The objective of this study was to compare the tibial structure and the strength of the tibia during muscle weakness and after recovery in mdx mice (which demonstrate X-linked muscular dystrophy and subsequent muscle regeneration) and age-matched control mice. The extent of disuse atrophy produced by muscle weakness and recovery following restoration of normal muscle strength could then be determined. The tibiae adjacent to weakened tibialis anterior muscles of 4-week-old mdx mice had significantly reduced radiographic density ( p < 0.05) and cortical thickness ( p < 0.001), and increased porosity ( p < 0.001) compared to age-matched controls, suggesting development of disuse osteopenia. Significantly less force was required to break mdx tibiae than age-matched control tibiae ( p < 0.05).

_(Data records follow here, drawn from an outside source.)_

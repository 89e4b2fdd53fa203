//! Symbol versions, error correction levels and the capacity tables that tie them together.

/// Error correction level of a symbol.
///
/// The names follow the command line vocabulary; they correspond to the standard
/// L, M, Q and H levels in that order.
#[derive(Clone, Copy, PartialEq, Eq, PartialOrd, Ord, Debug, Hash)]
pub enum ErrorCorrectionLevel {
    /// Tolerates ~7% erroneous codewords (L).
    Low,
    /// Tolerates ~15% erroneous codewords (M).
    Medium,
    /// Tolerates ~25% erroneous codewords (Q).
    High,
    /// Tolerates ~30% erroneous codewords (H).
    Highest,
}

impl ErrorCorrectionLevel {
    /// Parses a quality name such as `low`, `m` or `highest`.
    ///
    /// Anything unrecognized falls back to [`ErrorCorrectionLevel::Medium`].
    pub fn from_quality(quality: &str) -> Self {
        match quality.trim().to_ascii_lowercase().as_str() {
            "low" | "l" => Self::Low,
            "medium" | "m" => Self::Medium,
            "high" | "h" => Self::High,
            "highest" | "hh" => Self::Highest,
            _ => Self::Medium,
        }
    }

    /// Row index into the capacity tables.
    fn ordinal(self) -> usize {
        use ErrorCorrectionLevel::*;
        match self {
            Low => 0,
            Medium => 1,
            High => 2,
            Highest => 3,
        }
    }

    /// The 2-bit code written into the format information.
    pub(crate) fn format_bits(self) -> u8 {
        use ErrorCorrectionLevel::*;
        match self {
            Low => 0b01,
            Medium => 0b00,
            High => 0b11,
            Highest => 0b10,
        }
    }
}

impl core::fmt::Display for ErrorCorrectionLevel {
    fn fmt(&self, f: &mut core::fmt::Formatter) -> core::fmt::Result {
        let name = match self {
            Self::Low => "low",
            Self::Medium => "medium",
            Self::High => "high",
            Self::Highest => "highest",
        };
        f.write_str(name)
    }
}

/// A QR code version (1–40).
#[derive(Copy, Clone, PartialEq, Eq, PartialOrd, Ord, Debug, Hash)]
pub struct Version(u8);

impl Version {
    /// The smallest symbol, 21×21 modules.
    pub const MIN: Version = Version(1);

    /// The largest symbol, 177×177 modules.
    pub const MAX: Version = Version(40);

    /// Creates a version object from the given number.
    ///
    /// # Panics
    ///
    /// Panics if the number is outside the range [1, 40].
    pub const fn new(ver: u8) -> Self {
        assert!(
            Version::MIN.value() <= ver && ver <= Version::MAX.value(),
            "Version number out of range"
        );
        Self(ver)
    }

    /// Returns the value, which is in the range [1, 40].
    pub const fn value(self) -> u8 {
        self.0
    }

    /// Side length of the module grid, `4 * version + 17`.
    pub const fn side(self) -> usize {
        self.0 as usize * 4 + 17
    }

    /// All versions in ascending order.
    pub fn all() -> impl Iterator<Item = Version> {
        (Self::MIN.0..=Self::MAX.0).map(Version)
    }

    /// Center coordinates shared by rows and columns of the alignment patterns.
    pub fn alignment_positions(self) -> &'static [u8] {
        ALIGNMENT_PATTERN_POSITIONS[usize::from(self.0)]
    }

    /// Number of modules available for codewords and remainder bits, after all
    /// function patterns and format/version areas are excluded.
    pub fn raw_data_modules(self) -> usize {
        let ver = usize::from(self.0);
        let side = self.side();
        // Finder corners: 9x9 top-left, 8x9 top-right, 9x8 bottom-left. The
        // format areas and the dark module sit inside them.
        let mut function = 81 + 72 + 72;
        // Timing modules outside the corner regions.
        function += 2 * (side - 17);
        if ver >= 2 {
            let count = self.alignment_positions().len();
            let patterns = count * count - 3;
            // Alignment patterns crossing the timing patterns overlap them by 5 modules.
            function += patterns * 25 - 2 * (count - 2) * 5;
        }
        if ver >= 7 {
            function += 2 * 18;
        }
        side * side - function
    }

    /// Total codewords (data plus error correction) carried by the symbol.
    pub fn total_codewords(self) -> usize {
        self.raw_data_modules() / 8
    }

    /// Zero bits placed after the last codeword.
    pub fn remainder_bits(self) -> usize {
        self.raw_data_modules() % 8
    }

    /// Data codewords available at the given level.
    pub fn data_codewords(self, ecl: ErrorCorrectionLevel) -> usize {
        let layout = self.block_layout(ecl);
        self.total_codewords() - layout.ecc_per_block * layout.num_blocks()
    }

    /// Block structure used for Reed-Solomon coding at the given level.
    pub fn block_layout(self, ecl: ErrorCorrectionLevel) -> BlockLayout {
        let ecc_per_block = table_get(&ECC_CODEWORDS_PER_BLOCK, self, ecl);
        let num_blocks = table_get(&NUM_ERROR_CORRECTION_BLOCKS, self, ecl);
        let total = self.total_codewords();
        let long_blocks = total % num_blocks;
        BlockLayout {
            ecc_per_block,
            short_blocks: num_blocks - long_blocks,
            short_data_len: total / num_blocks - ecc_per_block,
            long_blocks,
        }
    }
}

/// How the codewords of one version/level pair split into Reed-Solomon blocks.
///
/// Short blocks come first; long blocks carry one more data codeword each.
#[derive(Clone, Copy, PartialEq, Eq, Debug)]
pub struct BlockLayout {
    /// Error correction codewords appended to every block.
    pub ecc_per_block: usize,
    /// Number of blocks carrying `short_data_len` data codewords.
    pub short_blocks: usize,
    /// Data codewords in a short block.
    pub short_data_len: usize,
    /// Number of blocks carrying `short_data_len + 1` data codewords.
    pub long_blocks: usize,
}

impl BlockLayout {
    /// Total number of blocks.
    pub fn num_blocks(&self) -> usize {
        self.short_blocks + self.long_blocks
    }

    /// Data codewords in the block at `index`.
    pub fn data_len(&self, index: usize) -> usize {
        self.short_data_len + usize::from(index >= self.short_blocks)
    }
}

fn table_get(table: &'static [[i8; 41]; 4], ver: Version, ecl: ErrorCorrectionLevel) -> usize {
    table[ecl.ordinal()][usize::from(ver.value())] as usize
}

static ALIGNMENT_PATTERN_POSITIONS: [&[u8]; 41] = [
    &[],
    &[],
    &[6, 18],
    &[6, 22],
    &[6, 26],
    &[6, 30],
    &[6, 34],
    &[6, 22, 38],
    &[6, 24, 42],
    &[6, 26, 46],
    &[6, 28, 50],
    &[6, 30, 54],
    &[6, 32, 58],
    &[6, 34, 62],
    &[6, 26, 46, 66],
    &[6, 26, 48, 70],
    &[6, 26, 50, 74],
    &[6, 30, 54, 78],
    &[6, 30, 56, 82],
    &[6, 30, 58, 86],
    &[6, 34, 62, 90],
    &[6, 28, 50, 72, 94],
    &[6, 26, 50, 74, 98],
    &[6, 30, 54, 78, 102],
    &[6, 28, 54, 80, 106],
    &[6, 32, 58, 84, 110],
    &[6, 30, 58, 86, 114],
    &[6, 34, 62, 90, 118],
    &[6, 26, 50, 74, 98, 122],
    &[6, 30, 54, 78, 102, 126],
    &[6, 26, 52, 78, 104, 130],
    &[6, 30, 56, 82, 108, 134],
    &[6, 34, 60, 86, 112, 138],
    &[6, 30, 58, 86, 114, 142],
    &[6, 34, 62, 90, 118, 146],
    &[6, 30, 54, 78, 102, 126, 150],
    &[6, 24, 50, 76, 102, 128, 154],
    &[6, 28, 54, 80, 106, 132, 158],
    &[6, 32, 58, 84, 110, 136, 162],
    &[6, 26, 54, 82, 110, 138, 166],
    &[6, 30, 58, 86, 114, 142, 170],
];

// Index: [level][version], column 0 unused.
static ECC_CODEWORDS_PER_BLOCK: [[i8; 41]; 4] = [
    [
        -1, 7, 10, 15, 20, 26, 18, 20, 24, 30, 18, 20, 24, 26, 30, 22, 24, 28, 30, 28, 28, 28, 28,
        30, 30, 26, 28, 30, 30, 30, 30, 30, 30, 30, 30, 30, 30, 30, 30, 30, 30,
    ], // Low
    [
        -1, 10, 16, 26, 18, 24, 16, 18, 22, 22, 26, 30, 22, 22, 24, 24, 28, 28, 26, 26, 26, 26, 28,
        28, 28, 28, 28, 28, 28, 28, 28, 28, 28, 28, 28, 28, 28, 28, 28, 28, 28,
    ], // Medium
    [
        -1, 13, 22, 18, 26, 18, 24, 18, 22, 20, 24, 28, 26, 24, 20, 30, 24, 28, 28, 26, 30, 28, 30,
        30, 30, 30, 28, 30, 30, 30, 30, 30, 30, 30, 30, 30, 30, 30, 30, 30, 30,
    ], // High
    [
        -1, 17, 28, 22, 16, 22, 28, 26, 26, 24, 28, 24, 28, 22, 24, 24, 30, 28, 28, 26, 28, 30, 24,
        30, 30, 30, 30, 30, 30, 30, 30, 30, 30, 30, 30, 30, 30, 30, 30, 30, 30,
    ], // Highest
];

static NUM_ERROR_CORRECTION_BLOCKS: [[i8; 41]; 4] = [
    [
        -1, 1, 1, 1, 1, 1, 2, 2, 2, 2, 4, 4, 4, 4, 4, 6, 6, 6, 6, 7, 8, 8, 9, 9, 10, 12, 12, 12, 13,
        14, 15, 16, 17, 18, 19, 19, 20, 21, 22, 24, 25,
    ], // Low
    [
        -1, 1, 1, 1, 2, 2, 4, 4, 4, 5, 5, 5, 8, 9, 9, 10, 10, 11, 13, 14, 16, 17, 17, 18, 20, 21,
        23, 25, 26, 28, 29, 31, 33, 35, 37, 38, 40, 43, 45, 47, 49,
    ], // Medium
    [
        -1, 1, 1, 2, 2, 4, 4, 6, 6, 8, 8, 8, 10, 12, 16, 12, 17, 16, 18, 21, 20, 23, 23, 25, 27, 29,
        34, 34, 35, 38, 40, 43, 45, 48, 51, 53, 56, 59, 62, 65, 68,
    ], // High
    [
        -1, 1, 1, 2, 4, 4, 4, 5, 6, 8, 8, 11, 11, 16, 16, 18, 16, 19, 21, 25, 25, 25, 34, 30, 32,
        35, 37, 40, 42, 45, 48, 51, 54, 57, 60, 63, 66, 70, 74, 77, 81,
    ], // Highest
];

#[cfg(test)]
mod tests {
    use super::*;

    #[test]
    fn test_raw_data_modules_matches_closed_form() {
        for ver in Version::all() {
            let v = usize::from(ver.value());
            let mut expected = (16 * v + 128) * v + 64;
            if v >= 2 {
                let numalign = v / 7 + 2;
                expected -= (25 * numalign - 10) * numalign - 55;
                if v >= 7 {
                    expected -= 36;
                }
            }
            assert_eq!(ver.raw_data_modules(), expected, "version {}", v);
        }
    }

    #[test]
    fn test_known_capacities() {
        use ErrorCorrectionLevel::*;
        assert_eq!(Version::new(1).total_codewords(), 26);
        assert_eq!(Version::new(1).data_codewords(Low), 19);
        assert_eq!(Version::new(1).data_codewords(Medium), 16);
        assert_eq!(Version::new(1).data_codewords(High), 13);
        assert_eq!(Version::new(1).data_codewords(Highest), 9);
        assert_eq!(Version::new(40).data_codewords(Low), 2956);
        assert_eq!(Version::new(40).data_codewords(Highest), 1276);
        assert_eq!(Version::new(2).remainder_bits(), 7);
        assert_eq!(Version::new(14).remainder_bits(), 3);
    }

    #[test]
    fn test_block_layout_with_mixed_sizes() {
        // 5-Q: 2 blocks of 15 and 2 blocks of 16 data codewords, 18 EC each.
        let layout = Version::new(5).block_layout(ErrorCorrectionLevel::High);
        assert_eq!(layout.ecc_per_block, 18);
        assert_eq!(layout.short_blocks, 2);
        assert_eq!(layout.short_data_len, 15);
        assert_eq!(layout.long_blocks, 2);
        assert_eq!(layout.data_len(1), 15);
        assert_eq!(layout.data_len(2), 16);
    }

    #[test]
    fn test_alignment_positions_end_near_edge() {
        for ver in Version::all().skip(1) {
            let pos = ver.alignment_positions();
            assert_eq!(pos[0], 6);
            assert_eq!(usize::from(*pos.last().unwrap()), ver.side() - 7);
            assert_eq!(pos.len(), usize::from(ver.value()) / 7 + 2);
        }
    }

    #[test]
    fn test_quality_names() {
        use ErrorCorrectionLevel::*;
        assert_eq!(ErrorCorrectionLevel::from_quality("L"), Low);
        assert_eq!(ErrorCorrectionLevel::from_quality("medium"), Medium);
        assert_eq!(ErrorCorrectionLevel::from_quality("h"), High);
        assert_eq!(ErrorCorrectionLevel::from_quality("HH"), Highest);
        assert_eq!(ErrorCorrectionLevel::from_quality("ultra"), Medium);
    }
}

In addition, Sharpey's fiber density was reduced ( p < 0.001), suggesting a weakened attachment of the tibialis anterior muscle to bone. At 12 weeks, during the period of muscle regeneration, mdx tibial cortical thickness ( p < 0.001) and porosity ( p < 0.01) remained significantly lower, but percent calcium and Sharpey's fiber and radiographic densities were significantly greater ( p < 0.001) than in age-matched controls, suggesting that bone mineralization and muscle attachment strength had increased to above normal levels in parallel with recovery of strength by the attached muscle. By 18 weeks, mdx tibial cross-sectional area, cortical thickness, and porosity remained significantly less ( p < 0.001) than normal. Although Sharpey's fiber density was greater than in agematched controls ( p < 0.001) by 18 weeks, mdx tibial percent calcium ( p < 0.005) and Sharpey's fiber density ( p < 0.001) were significantly reduced from levels in 12-week-old mdx animals. There was significantly less deformation of the tibia prior to fracture in mdx than control tibiae at 18 weeks of age, suggesting tibial brittleness. Thus, at the site of attachment of mdx muscle to osteopenic bone, the remodelling which accompanies recovery of muscle strength is atypical, and produces an attachment of greater strength than function appears to require. These observations suggest that data are needed regarding bone mass and muscle—bone attachments in humans with disuse osteopenia, DMD, and other neuromuscular diseases.